Entries shown below:

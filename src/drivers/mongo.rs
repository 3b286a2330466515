//! MongoDB document source.

use std::sync::Arc;

use async_trait::async_trait;
use futures::TryStreamExt;
use mongodb::bson::{doc, Bson, Document as BsonDocument};
use mongodb::{Client, IndexModel};
use serde_json::Value;

use crate::config::ConnectionConfig;
use crate::document::{Document, DocumentCatalog, DocumentSource, RawDocumentIndex};
use crate::error::{MetadataError, MetadataResult};
use crate::metadata::{BackendConnector, MetadataBackend, Row};

fn bson_to_json(value: Bson) -> Value {
    match value {
        Bson::ObjectId(id) => Value::String(id.to_hex()),
        Bson::DateTime(dt) => dt
            .try_to_rfc3339_string()
            .map(Value::String)
            .unwrap_or(Value::Null),
        Bson::Document(doc) => Value::Object(document_to_json(doc)),
        Bson::Array(items) => Value::Array(items.into_iter().map(bson_to_json).collect()),
        other => other.into_relaxed_extjson(),
    }
}

fn document_to_json(doc: BsonDocument) -> Document {
    doc.into_iter()
        .map(|(key, value)| (key, bson_to_json(value)))
        .collect()
}

fn raw_index(model: IndexModel) -> RawDocumentIndex {
    let options = model.options.unwrap_or_default();
    RawDocumentIndex {
        name: options.name.clone().unwrap_or_default(),
        keys: document_to_json(model.keys),
        unique: options.unique.unwrap_or(false),
        sparse: options.sparse.unwrap_or(false),
        partial_filter: options
            .partial_filter_expression
            .map(|filter| Value::Object(document_to_json(filter))),
    }
}

/// Reads collections through the official MongoDB driver.
pub struct MongoSource {
    client: Client,
}

#[async_trait]
impl DocumentSource for MongoSource {
    async fn list_collections(&self, database: &str) -> MetadataResult<Vec<String>> {
        self.client
            .database(database)
            .list_collection_names()
            .await
            .map_err(MetadataError::query)
    }

    async fn sample_documents(&self, database: &str, collection: &str, size: usize) -> MetadataResult<Vec<Document>> {
        let cursor = self
            .client
            .database(database)
            .collection::<BsonDocument>(collection)
            .aggregate(vec![doc! { "$sample": { "size": size as i64 } }])
            .await
            .map_err(MetadataError::query)?;

        let documents: Vec<BsonDocument> = cursor.try_collect().await.map_err(MetadataError::query)?;
        Ok(documents.into_iter().map(document_to_json).collect())
    }

    async fn list_indexes(&self, database: &str, collection: &str) -> MetadataResult<Vec<RawDocumentIndex>> {
        let cursor = self
            .client
            .database(database)
            .collection::<BsonDocument>(collection)
            .list_indexes()
            .await
            .map_err(MetadataError::query)?;

        let models: Vec<IndexModel> = cursor.try_collect().await.map_err(MetadataError::query)?;
        Ok(models.into_iter().map(raw_index).collect())
    }

    async fn estimated_count(&self, database: &str, collection: &str) -> MetadataResult<u64> {
        self.client
            .database(database)
            .collection::<BsonDocument>(collection)
            .estimated_document_count()
            .await
            .map_err(MetadataError::query)
    }

    async fn run_command(&self, database: &str, command: Document) -> MetadataResult<Row> {
        let command = mongodb::bson::to_document(&command).map_err(MetadataError::query)?;
        let reply = self
            .client
            .database(database)
            .run_command(command)
            .await
            .map_err(MetadataError::query)?;
        Ok(document_to_json(reply))
    }

    async fn close(&self) {
        self.client.clone().shutdown().await;
    }
}

/// Opens [`DocumentCatalog`]s over a MongoDB client.
pub struct MongoConnector;

#[async_trait]
impl BackendConnector for MongoConnector {
    async fn connect(&self, config: &ConnectionConfig) -> MetadataResult<Arc<dyn MetadataBackend>> {
        let connect_error = |err: mongodb::error::Error| MetadataError::ConnectionFailed {
            target: config.display_target(),
            message: err.to_string(),
        };

        let client = Client::with_uri_str(config.to_connection_url()?)
            .await
            .map_err(connect_error)?;
        client
            .database(&config.database)
            .run_command(doc! { "ping": 1 })
            .await
            .map_err(connect_error)?;

        tracing::debug!(target = %config.display_target(), "mongodb client connected");
        Ok(Arc::new(DocumentCatalog::new(
            Arc::new(MongoSource { client }),
            config.database.clone(),
        )))
    }
}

End of Entries shown.

Problem details:
Only one stretch of the data above is needed. Restate it word for word, from the line containing "a MongoDB client." through the line containing "let connect_error = |err: mongodb::error::Error|", both ends included.

Expected answer:
/// Opens [`DocumentCatalog`]s over a MongoDB client.
pub struct MongoConnector;

#[async_trait]
impl BackendConnector for MongoConnector {
    async fn connect(&self, config: &ConnectionConfig) -> MetadataResult<Arc<dyn MetadataBackend>> {
        let connect_error = |err: mongodb::error::Error| MetadataError::ConnectionFailed {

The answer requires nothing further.